• [Data supplied]:

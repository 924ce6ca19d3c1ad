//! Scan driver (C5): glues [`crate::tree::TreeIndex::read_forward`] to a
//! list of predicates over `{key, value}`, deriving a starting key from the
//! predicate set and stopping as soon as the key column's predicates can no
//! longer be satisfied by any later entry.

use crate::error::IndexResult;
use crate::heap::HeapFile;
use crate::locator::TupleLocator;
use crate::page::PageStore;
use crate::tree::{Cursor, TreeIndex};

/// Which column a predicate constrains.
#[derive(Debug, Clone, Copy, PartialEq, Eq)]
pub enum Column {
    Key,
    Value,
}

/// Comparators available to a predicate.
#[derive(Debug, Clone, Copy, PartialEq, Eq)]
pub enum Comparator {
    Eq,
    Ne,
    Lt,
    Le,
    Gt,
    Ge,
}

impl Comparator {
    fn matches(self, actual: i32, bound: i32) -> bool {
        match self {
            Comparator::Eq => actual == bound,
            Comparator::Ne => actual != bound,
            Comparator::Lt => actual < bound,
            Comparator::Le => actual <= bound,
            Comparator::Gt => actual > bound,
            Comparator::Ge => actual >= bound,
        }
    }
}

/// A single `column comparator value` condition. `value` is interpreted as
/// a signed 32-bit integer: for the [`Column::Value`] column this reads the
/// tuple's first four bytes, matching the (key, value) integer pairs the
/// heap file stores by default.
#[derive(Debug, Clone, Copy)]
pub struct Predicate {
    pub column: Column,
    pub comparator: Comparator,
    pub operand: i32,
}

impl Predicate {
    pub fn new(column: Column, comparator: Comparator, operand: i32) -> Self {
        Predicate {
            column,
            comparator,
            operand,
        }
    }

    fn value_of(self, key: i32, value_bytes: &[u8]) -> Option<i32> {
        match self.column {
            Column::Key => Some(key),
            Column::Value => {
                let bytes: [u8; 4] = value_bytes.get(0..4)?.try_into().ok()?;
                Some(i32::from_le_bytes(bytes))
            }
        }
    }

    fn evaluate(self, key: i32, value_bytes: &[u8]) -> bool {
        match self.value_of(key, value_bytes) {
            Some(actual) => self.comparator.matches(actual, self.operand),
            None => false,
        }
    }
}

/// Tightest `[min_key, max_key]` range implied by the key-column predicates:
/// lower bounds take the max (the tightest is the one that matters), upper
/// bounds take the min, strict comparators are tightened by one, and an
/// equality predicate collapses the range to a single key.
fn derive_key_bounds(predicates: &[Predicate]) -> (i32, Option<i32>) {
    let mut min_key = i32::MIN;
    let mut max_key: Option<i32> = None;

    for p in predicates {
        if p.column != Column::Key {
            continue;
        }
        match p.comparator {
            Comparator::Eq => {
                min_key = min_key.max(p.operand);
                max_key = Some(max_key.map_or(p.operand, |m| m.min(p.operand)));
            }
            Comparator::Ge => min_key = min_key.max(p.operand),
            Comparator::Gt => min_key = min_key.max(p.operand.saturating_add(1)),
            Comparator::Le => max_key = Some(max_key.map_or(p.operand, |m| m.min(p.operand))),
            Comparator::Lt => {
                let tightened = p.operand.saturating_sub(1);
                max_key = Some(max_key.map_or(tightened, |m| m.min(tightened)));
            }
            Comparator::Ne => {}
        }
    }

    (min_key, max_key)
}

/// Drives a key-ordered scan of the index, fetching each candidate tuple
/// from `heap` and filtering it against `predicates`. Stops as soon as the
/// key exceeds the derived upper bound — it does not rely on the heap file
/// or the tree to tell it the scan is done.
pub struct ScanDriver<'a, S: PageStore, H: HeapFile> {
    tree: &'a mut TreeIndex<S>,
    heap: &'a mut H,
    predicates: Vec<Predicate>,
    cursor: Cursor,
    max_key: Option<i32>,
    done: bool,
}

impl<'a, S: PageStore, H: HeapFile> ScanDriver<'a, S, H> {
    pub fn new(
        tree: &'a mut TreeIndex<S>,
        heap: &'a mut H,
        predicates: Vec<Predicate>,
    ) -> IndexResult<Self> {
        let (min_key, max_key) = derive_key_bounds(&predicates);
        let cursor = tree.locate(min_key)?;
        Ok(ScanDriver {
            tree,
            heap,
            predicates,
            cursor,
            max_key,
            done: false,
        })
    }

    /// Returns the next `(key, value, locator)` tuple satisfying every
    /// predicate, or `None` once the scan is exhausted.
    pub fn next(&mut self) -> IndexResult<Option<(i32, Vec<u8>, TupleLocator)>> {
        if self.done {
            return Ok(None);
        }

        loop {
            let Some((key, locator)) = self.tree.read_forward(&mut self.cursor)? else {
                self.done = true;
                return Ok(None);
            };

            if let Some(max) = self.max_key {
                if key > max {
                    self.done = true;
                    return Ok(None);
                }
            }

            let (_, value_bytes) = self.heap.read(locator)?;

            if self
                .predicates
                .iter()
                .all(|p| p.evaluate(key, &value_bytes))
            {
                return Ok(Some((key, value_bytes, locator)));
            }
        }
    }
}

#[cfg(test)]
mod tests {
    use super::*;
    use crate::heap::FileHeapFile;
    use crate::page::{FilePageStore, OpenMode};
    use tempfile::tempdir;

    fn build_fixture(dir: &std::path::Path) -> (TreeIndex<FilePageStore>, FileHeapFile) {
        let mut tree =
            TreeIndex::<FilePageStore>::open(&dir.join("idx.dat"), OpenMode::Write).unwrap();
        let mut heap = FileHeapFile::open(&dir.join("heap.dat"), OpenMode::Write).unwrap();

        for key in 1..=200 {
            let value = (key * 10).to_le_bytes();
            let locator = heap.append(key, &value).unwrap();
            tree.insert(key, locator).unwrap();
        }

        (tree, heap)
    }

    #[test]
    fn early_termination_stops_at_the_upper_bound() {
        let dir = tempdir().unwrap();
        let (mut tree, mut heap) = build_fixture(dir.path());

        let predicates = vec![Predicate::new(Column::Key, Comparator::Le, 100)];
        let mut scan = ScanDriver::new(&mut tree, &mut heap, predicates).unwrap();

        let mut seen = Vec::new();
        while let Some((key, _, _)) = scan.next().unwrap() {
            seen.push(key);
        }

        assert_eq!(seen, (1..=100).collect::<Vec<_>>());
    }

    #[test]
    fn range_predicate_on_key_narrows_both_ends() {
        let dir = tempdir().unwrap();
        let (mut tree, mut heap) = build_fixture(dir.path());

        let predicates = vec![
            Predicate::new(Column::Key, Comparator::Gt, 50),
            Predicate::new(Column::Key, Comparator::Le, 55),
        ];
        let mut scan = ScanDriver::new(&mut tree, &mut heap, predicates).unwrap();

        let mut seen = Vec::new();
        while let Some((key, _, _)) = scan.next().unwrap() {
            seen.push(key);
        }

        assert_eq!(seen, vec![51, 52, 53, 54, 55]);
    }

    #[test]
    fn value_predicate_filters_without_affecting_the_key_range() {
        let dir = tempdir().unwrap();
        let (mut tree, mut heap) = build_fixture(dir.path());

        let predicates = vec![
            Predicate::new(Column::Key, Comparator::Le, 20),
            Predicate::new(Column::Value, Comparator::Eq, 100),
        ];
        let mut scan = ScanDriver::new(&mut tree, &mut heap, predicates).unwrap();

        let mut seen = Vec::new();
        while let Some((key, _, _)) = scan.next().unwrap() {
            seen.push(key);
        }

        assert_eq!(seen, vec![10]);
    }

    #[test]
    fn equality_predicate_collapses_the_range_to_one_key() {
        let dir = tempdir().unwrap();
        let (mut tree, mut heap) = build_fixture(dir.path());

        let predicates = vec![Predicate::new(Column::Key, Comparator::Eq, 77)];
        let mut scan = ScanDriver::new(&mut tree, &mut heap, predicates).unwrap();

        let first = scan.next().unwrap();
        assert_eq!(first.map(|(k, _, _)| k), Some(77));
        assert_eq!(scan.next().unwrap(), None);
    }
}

• [Task requirements]:
Reproduce all of the material above word for word.

• [Problem solution]:
repository 924ce6ca19d3c1ad
//! Scan driver (C5): glues [`crate::tree::TreeIndex::read_forward`] to a
//! list of predicates over `{key, value}`, deriving a starting key from the
//! predicate set and stopping as soon as the key column's predicates can no
//! longer be satisfied by any later entry.

use crate::error::IndexResult;
use crate::heap::HeapFile;
use crate::locator::TupleLocator;
use crate::page::PageStore;
use crate::tree::{Cursor, TreeIndex};

/// Which column a predicate constrains.
#[derive(Debug, Clone, Copy, PartialEq, Eq)]
pub enum Column {
    Key,
    Value,
}

/// Comparators available to a predicate.
#[derive(Debug, Clone, Copy, PartialEq, Eq)]
pub enum Comparator {
    Eq,
    Ne,
    Lt,
    Le,
    Gt,
    Ge,
}

impl Comparator {
    fn matches(self, actual: i32, bound: i32) -> bool {
        match self {
            Comparator::Eq => actual == bound,
            Comparator::Ne => actual != bound,
            Comparator::Lt => actual < bound,
            Comparator::Le => actual <= bound,
            Comparator::Gt => actual > bound,
            Comparator::Ge => actual >= bound,
        }
    }
}

/// A single `column comparator value` condition. `value` is interpreted as
/// a signed 32-bit integer: for the [`Column::Value`] column this reads the
/// tuple's first four bytes, matching the (key, value) integer pairs the
/// heap file stores by default.
#[derive(Debug, Clone, Copy)]
pub struct Predicate {
    pub column: Column,
    pub comparator: Comparator,
    pub operand: i32,
}

impl Predicate {
    pub fn new(column: Column, comparator: Comparator, operand: i32) -> Self {
        Predicate {
            column,
            comparator,
            operand,
        }
    }

    fn value_of(self, key: i32, value_bytes: &[u8]) -> Option<i32> {
        match self.column {
            Column::Key => Some(key),
            Column::Value => {
                let bytes: [u8; 4] = value_bytes.get(0..4)?.try_into().ok()?;
                Some(i32::from_le_bytes(bytes))
            }
        }
    }

    fn evaluate(self, key: i32, value_bytes: &[u8]) -> bool {
        match self.value_of(key, value_bytes) {
            Some(actual) => self.comparator.matches(actual, self.operand),
            None => false,
        }
    }
}

/// Tightest `[min_key, max_key]` range implied by the key-column predicates:
/// lower bounds take the max (the tightest is the one that matters), upper
/// bounds take the min, strict comparators are tightened by one, and an
/// equality predicate collapses the range to a single key.
fn derive_key_bounds(predicates: &[Predicate]) -> (i32, Option<i32>) {
    let mut min_key = i32::MIN;
    let mut max_key: Option<i32> = None;

    for p in predicates {
        if p.column != Column::Key {
            continue;
        }
        match p.comparator {
            Comparator::Eq => {
                min_key = min_key.max(p.operand);
                max_key = Some(max_key.map_or(p.operand, |m| m.min(p.operand)));
            }
            Comparator::Ge => min_key = min_key.max(p.operand),
            Comparator::Gt => min_key = min_key.max(p.operand.saturating_add(1)),
            Comparator::Le => max_key = Some(max_key.map_or(p.operand, |m| m.min(p.operand))),
            Comparator::Lt => {
                let tightened = p.operand.saturating_sub(1);
                max_key = Some(max_key.map_or(tightened, |m| m.min(tightened)));
            }
            Comparator::Ne => {}
        }
    }

    (min_key, max_key)
}

/// Drives a key-ordered scan of the index, fetching each candidate tuple
/// from `heap` and filtering it against `predicates`. Stops as soon as the
/// key exceeds the derived upper bound — it does not rely on the heap file
/// or the tree to tell it the scan is done.
pub struct ScanDriver<'a, S: PageStore, H: HeapFile> {
    tree: &'a mut TreeIndex<S>,
    heap: &'a mut H,
    predicates: Vec<Predicate>,
    cursor: Cursor,
    max_key: Option<i32>,
    done: bool,
}

impl<'a, S: PageStore, H: HeapFile> ScanDriver<'a, S, H> {
    pub fn new(
        tree: &'a mut TreeIndex<S>,
        heap: &'a mut H,
        predicates: Vec<Predicate>,
    ) -> IndexResult<Self> {
        let (min_key, max_key) = derive_key_bounds(&predicates);
        let cursor = tree.locate(min_key)?;
        Ok(ScanDriver {
            tree,
            heap,
            predicates,
            cursor,
            max_key,
            done: false,
        })
    }

    /// Returns the next `(key, value, locator)` tuple satisfying every
    /// predicate, or `None` once the scan is exhausted.
    pub fn next(&mut self) -> IndexResult<Option<(i32, Vec<u8>, TupleLocator)>> {
        if self.done {
            return Ok(None);
        }

        loop {
            let Some((key, locator)) = self.tree.read_forward(&mut self.cursor)? else {
                self.done = true;
                return Ok(None);
            };

            if let Some(max) = self.max_key {
                if key > max {
                    self.done = true;
                    return Ok(None);
                }
            }

            let (_, value_bytes) = self.heap.read(locator)?;

            if self
                .predicates
                .iter()
                .all(|p| p.evaluate(key, &value_bytes))
            {
                return Ok(Some((key, value_bytes, locator)));
            }
        }
    }
}

#[cfg(test)]
mod tests {
    use super::*;
    use crate::heap::FileHeapFile;
    use crate::page::{FilePageStore, OpenMode};
    use tempfile::tempdir;

    fn build_fixture(dir: &std::path::Path) -> (TreeIndex<FilePageStore>, FileHeapFile) {
        let mut tree =
            TreeIndex::<FilePageStore>::open(&dir.join("idx.dat"), OpenMode::Write).unwrap();
        let mut heap = FileHeapFile::open(&dir.join("heap.dat"), OpenMode::Write).unwrap();

        for key in 1..=200 {
            let value = (key * 10).to_le_bytes();
            let locator = heap.append(key, &value).unwrap();
            tree.insert(key, locator).unwrap();
        }

        (tree, heap)
    }

    #[test]
    fn early_termination_stops_at_the_upper_bound() {
        let dir = tempdir().unwrap();
        let (mut tree, mut heap) = build_fixture(dir.path());

        let predicates = vec![Predicate::new(Column::Key, Comparator::Le, 100)];
        let mut scan = ScanDriver::new(&mut tree, &mut heap, predicates).unwrap();

        let mut seen = Vec::new();
        while let Some((key, _, _)) = scan.next().unwrap() {
            seen.push(key);
        }

        assert_eq!(seen, (1..=100).collect::<Vec<_>>());
    }

    #[test]
    fn range_predicate_on_key_narrows_both_ends() {
        let dir = tempdir().unwrap();
        let (mut tree, mut heap) = build_fixture(dir.path());

        let predicates = vec![
            Predicate::new(Column::Key, Comparator::Gt, 50),
            Predicate::new(Column::Key, Comparator::Le, 55),
        ];
        let mut scan = ScanDriver::new(&mut tree, &mut heap, predicates).unwrap();

        let mut seen = Vec::new();
        while let Some((key, _, _)) = scan.next().unwrap() {
            seen.push(key);
        }

        assert_eq!(seen, vec![51, 52, 53, 54, 55]);
    }

    #[test]
    fn value_predicate_filters_without_affecting_the_key_range() {
        let dir = tempdir().unwrap();
        let (mut tree, mut heap) = build_fixture(dir.path());

        let predicates = vec![
            Predicate::new(Column::Key, Comparator::Le, 20),
            Predicate::new(Column::Value, Comparator::Eq, 100),
        ];
        let mut scan = ScanDriver::new(&mut tree, &mut heap, predicates).unwrap();

        let mut seen = Vec::new();
        while let Some((key, _, _)) = scan.next().unwrap() {
            seen.push(key);
        }

        assert_eq!(seen, vec![10]);
    }

    #[test]
    fn equality_predicate_collapses_the_range_to_one_key() {
        let dir = tempdir().unwrap();
        let (mut tree, mut heap) = build_fixture(dir.path());

        let predicates = vec![Predicate::new(Column::Key, Comparator::Eq, 77)];
        let mut scan = ScanDriver::new(&mut tree, &mut heap, predicates).unwrap();

        let first = scan.next().unwrap();
        assert_eq!(first.map(|(k, _, _)| k), Some(77));
        assert_eq!(scan.next().unwrap(), None);
    }
}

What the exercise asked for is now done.